Below are illustrations of simulations with a single mean and covariance for two parameters (left, split = FALSE), and with multi-modal sampling (right, split = TRUE).

Limits may be specified for truncated parameter ranges to avoid extreme or inappropriately negative values. The simulator will report values for the total number of simulated profiles needed to generate nsim profiles within the specified limits, as well as the means and standard deviations of the simulated parameters to check for simulator accuracy.

Output from the simulator can be controlled by further arguments passed to SIMrun().
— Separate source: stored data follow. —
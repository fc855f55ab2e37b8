//! Request credentials extraction.

use std::collections::HashMap;

use base64::engine::general_purpose::STANDARD;
use base64::Engine as _;

use crate::identity::AuthScheme;

/// Transport-independent view of an incoming request.
#[derive(Debug, Clone, Default, PartialEq, Eq)]
pub struct AuthRequest {
    /// HTTP method, e.g. `GET`.
    pub method: String,
    /// Request target as sent on the request line (path and query).
    pub uri: String,
    /// Raw `Authorization` header value.
    pub authorization: Option<String>,
    /// `access_token` query or form parameter.
    pub access_token: Option<String>,
}

impl AuthRequest {
    pub fn new(method: impl Into<String>, uri: impl Into<String>) -> Self {
        Self {
            method: method.into(),
            uri: uri.into(),
            authorization: None,
            access_token: None,
        }
    }

    pub fn with_authorization(mut self, value: impl Into<String>) -> Self {
        self.authorization = Some(value.into());
        self
    }

    pub fn with_access_token(mut self, token: impl Into<String>) -> Self {
        self.access_token = Some(token.into());
        self
    }

    /// Whether the request carries a bearer token in any position.
    pub fn has_bearer(&self) -> bool {
        self.bearer_token().is_some()
    }

    /// Bearer token from the `Authorization` header, else the parameter.
    pub fn bearer_token(&self) -> Option<&str> {
        if let Some((scheme, rest)) = self.authorization.as_deref().and_then(split_scheme) {
            let token = rest.trim();
            if scheme.eq_ignore_ascii_case("bearer") && !token.is_empty() {
                return Some(token);
            }
        }
        self.access_token
            .as_deref()
            .map(str::trim)
            .filter(|t| !t.is_empty())
    }
}

/// Digest `Authorization` parameters (RFC 2617 section 3.2.2).
#[derive(Debug, Clone, PartialEq, Eq)]
pub struct DigestCredentials {
    pub username: String,
    pub realm: String,
    pub nonce: String,
    pub uri: String,
    pub response: String,
    pub qop: Option<String>,
    pub nc: Option<String>,
    pub cnonce: Option<String>,
    pub opaque: Option<String>,
    pub algorithm: Option<String>,
}

/// Credentials presented by a request.
#[derive(Debug, Clone, PartialEq, Eq)]
pub enum Credentials {
    Basic { username: String, password: String },
    Digest(DigestCredentials),
    Bearer(String),
    /// A known scheme whose payload could not be decoded.
    Malformed { scheme: AuthScheme, reason: String },
}

impl Credentials {
    /// Scheme the credentials were presented under.
    pub fn scheme(&self) -> AuthScheme {
        match self {
            Credentials::Basic { .. } => AuthScheme::Basic,
            Credentials::Digest(_) => AuthScheme::Digest,
            Credentials::Bearer(_) => AuthScheme::Bearer,
            Credentials::Malformed { scheme, .. } => *scheme,
        }
    }

    /// Extract at most one credential set from `request`.
    ///
    /// A bearer token in any position wins over the `Authorization` header.
    pub fn from_request(request: &AuthRequest) -> Option<Self> {
        if let Some(token) = request.bearer_token() {
            return Some(Credentials::Bearer(token.to_string()));
        }
        request
            .authorization
            .as_deref()
            .and_then(Self::parse_authorization)
    }

    /// Parse an `Authorization` header value.
    ///
    /// Returns `None` for unknown schemes.
    pub fn parse_authorization(header: &str) -> Option<Self> {
        let (scheme, rest) = split_scheme(header)?;
        let rest = rest.trim();

        let credentials = match scheme.to_ascii_lowercase().as_str() {
            "basic" => parse_basic(rest),
            "digest" => parse_digest(rest),
            "bearer" if rest.is_empty() => Credentials::Malformed {
                scheme: AuthScheme::Bearer,
                reason: "empty bearer token".to_string(),
            },
            "bearer" => Credentials::Bearer(rest.to_string()),
            _ => return None,
        };
        Some(credentials)
    }
}

fn split_scheme(header: &str) -> Option<(&str, &str)> {
    let header = header.trim();
    if header.is_empty() {
        return None;
    }
    Some(match header.split_once(char::is_whitespace) {
        Some((scheme, rest)) => (scheme, rest),
        None => (header, ""),
    })
}

fn parse_basic(payload: &str) -> Credentials {
    let malformed = |reason: &str| Credentials::Malformed {
        scheme: AuthScheme::Basic,
        reason: reason.to_string(),
    };

    let Ok(decoded) = STANDARD.decode(payload) else {
        return malformed("invalid base64 payload");
    };
    let Ok(decoded) = String::from_utf8(decoded) else {
        return malformed("payload is not UTF-8");
    };
    match decoded.split_once(':') {
        Some((username, password)) if !username.is_empty() => Credentials::Basic {
            username: username.to_string(),
            password: password.to_string(),
        },
        _ => malformed("expected username:password"),
    }
}

fn parse_digest(payload: &str) -> Credentials {
    match parse_auth_params(payload).and_then(digest_from_params) {
        Ok(digest) => Credentials::Digest(digest),
        Err(reason) => Credentials::Malformed {
            scheme: AuthScheme::Digest,
            reason,
        },
    }
}

fn digest_from_params(mut params: HashMap<String, String>) -> Result<DigestCredentials, String> {
    let mut required = |name: &str| {
        params
            .remove(name)
            .filter(|v| !v.is_empty())
            .ok_or_else(|| format!("missing digest parameter '{}'", name))
    };

    let username = required("username")?;
    let realm = required("realm")?;
    let nonce = required("nonce")?;
    let uri = required("uri")?;
    let response = required("response")?;

    let qop = params.remove("qop");
    let nc = params.remove("nc");
    let cnonce = params.remove("cnonce");
    if qop.is_some() && (nc.is_none() || cnonce.is_none()) {
        return Err("qop requires nc and cnonce".to_string());
    }

    Ok(DigestCredentials {
        username,
        realm,
        nonce,
        uri,
        response,
        qop,
        nc,
        cnonce,
        opaque: params.remove("opaque"),
        algorithm: params.remove("algorithm"),
    })
}

/// Parse a comma-separated `name=value` list where values may be quoted.
///
/// Parameter names are lowercased.
pub fn parse_auth_params(input: &str) -> Result<HashMap<String, String>, String> {
    let mut params = HashMap::new();
    let mut chars = input.chars().peekable();

    loop {
        while matches!(chars.peek(), Some(c) if c.is_whitespace() || *c == ',') {
            chars.next();
        }
        if chars.peek().is_none() {
            break;
        }

        let mut name = String::new();
        while let Some(&c) = chars.peek() {
            if c == '=' || c.is_whitespace() || c == ',' {
                break;
            }
            name.push(c);
            chars.next();
        }
        while matches!(chars.peek(), Some(c) if c.is_whitespace()) {
            chars.next();
        }
        if chars.next() != Some('=') {
            return Err(format!("expected '=' after parameter '{}'", name));
        }
        while matches!(chars.peek(), Some(c) if c.is_whitespace()) {
            chars.next();
        }

        let mut value = String::new();
        if chars.peek() == Some(&'"') {
            chars.next();
            let mut closed = false;
            while let Some(c) = chars.next() {
                match c {
                    '\\' => {
                        if let Some(escaped) = chars.next() {
                            value.push(escaped);
                        }
                    }
                    '"' => {
                        closed = true;
                        break;
                    }
                    c => value.push(c),
                }
            }
            if !closed {
                return Err(format!("unterminated quoted value for '{}'", name));
            }
        } else {
            while let Some(&c) = chars.peek() {
                if c == ',' {
                    break;
                }
                value.push(c);
                chars.next();
            }
            value = value.trim_end().to_string();
        }

        if name.is_empty() {
            return Err("empty parameter name".to_string());
        }
        params.insert(name.to_ascii_lowercase(), value);
    }

    Ok(params)
}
If makecsv is supplied, a .csv file with the simulated profiles will be created with the name as specified by makecsv; otherwise, there will be no .csv file created. If outname is supplied, the simulated values and parameters will be saved in a .txt file whose name is that specified by outname; otherwise the filename will be “simout”. In either case, integers 1 to the number of subjects will be appended to outname or “simout”, e.g. “simout1.txt”, “simout2.txt”.

Simulation output

In R6, simulation output files (e.g. simout1.txt, simout2.txt) are automatically read by SIMparse() and returned as the new PM_sim() object that was assigned to contain the results of the simulation. All files will remain on the hard drive. You no longer need to use SIMparse() as Pmetrics will do it for you. This is unlike the Legacy requirement for you to specifically read the output files from the simulator with SIMparse().

If you simulated from a template with multiple subjects, you will have a simulation output from each template, and each will have nsim profiles. If you wish to combine all the simulations into one PM_sim() object, use the argument combine in your call to the simulator run methods. It will be passed to SIMparse() during the post-simulation processing.
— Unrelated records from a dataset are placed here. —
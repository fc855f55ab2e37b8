//! JSON request and response bodies.

use serde::{Deserialize, Serialize};

/// Health check response.
#[derive(Debug, Serialize, Deserialize)]
pub struct HealthResponse {
    /// Server status.
    pub status: String,
    /// Server version.
    pub version: String,
    /// Enabled authentication schemes.
    pub schemes: Vec<String>,
    /// Whether the OAuth2 endpoints are available.
    pub oauth2: bool,
}

/// Token endpoint form (`application/x-www-form-urlencoded`).
#[derive(Debug, Default, Deserialize)]
pub struct TokenForm {
    pub grant_type: Option<String>,
    pub client_id: Option<String>,
    pub client_secret: Option<String>,
    pub code: Option<String>,
    pub redirect_uri: Option<String>,
    pub scope: Option<String>,
}

/// Authorization endpoint form.
#[derive(Debug, Default, Deserialize)]
pub struct AuthorizeForm {
    pub response_type: Option<String>,
    pub client_id: Option<String>,
    pub redirect_uri: Option<String>,
    pub scope: Option<String>,
    pub state: Option<String>,
}

/// Authorization endpoint response.
#[derive(Debug, Serialize, Deserialize)]
pub struct AuthorizeResponse {
    /// Issued authorization code.
    pub code: String,
    /// Redirect URI with `code` and `state` appended.
    pub redirect_uri: String,
    #[serde(skip_serializing_if = "Option::is_none")]
    pub state: Option<String>,
}

/// Revocation endpoint form (RFC 7009).
#[derive(Debug, Default, Deserialize)]
pub struct RevokeForm {
    pub token: Option<String>,
}

/// Revocation endpoint response.
#[derive(Debug, Serialize, Deserialize)]
pub struct RevokeResponse {
    /// Whether the token existed before the call.
    pub revoked: bool,
}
So if our data template has 3 subjects…

sim1 <- run1$sim(data = dat) #sim1 is a PM_sim with 3 simulation results
sim2 <- run1$sim(data = dat, combine = TRUE) #sim2 is a PM_sim with combined results

PM_sim() objects have 6 data fields and 6 methods.

Data fields

Data fields are accessed with $, e.g. sim1$obs.

  • amt A data frame with the amount of drug in each compartment for each template subject at each time.
  • obs A data frame with the simulated observations for each subject, time and output equation.
  • parValues A data frame with the simulated parameter values for each subject.
  • totalCov The covariance matrix of all simulated parameter values, including those that were discarded to be within any limits specified.
  • totalMeans The means of all simulated parameter values, including those that were discarded to be within any limits specified.
  • totalSets The number of simulated sets of parameter values, including those that were discarded to be within any limits specified. This number will always be ≥ nsim.

All of these are detailed further in SIMparse().


Methods are accessed with $ and include parentheses to indicate a function, possibly with arguments e.g. sim1$auc() or sim1$save("sim1.rds").

  • auc Call makeAUC() to calculate the area under the curve from the simulated data.
  • pta Call makePTA() to perform a probability of target attainment analysis with the simulated data.
  • plot Call plot.PM_sim() to plot the simulated data.
  • summary Summarize any data field with or without grouping.
  • save Save the simulation to your hard drive as an .rds file. Load a previous one by providing the filename as the argument to PM_sim$new().
  • clone Copy a simulation result.

All of these are detailed further in PM_sim().To apply them to one of the simulations when there are multiple, use at followed by additional arguments to the method to choose the simulation.

sim1$plot(at = 2,...)


Goutelle, Sylvain, Jean‐Baptiste Woillard, Michael Neely, Walter Yamada, and Laurent Bourguignon. 2022. “Nonparametric Methods in Population Pharmacokinetics.” The Journal of Clinical Pharmacology 62 (2): 142–57.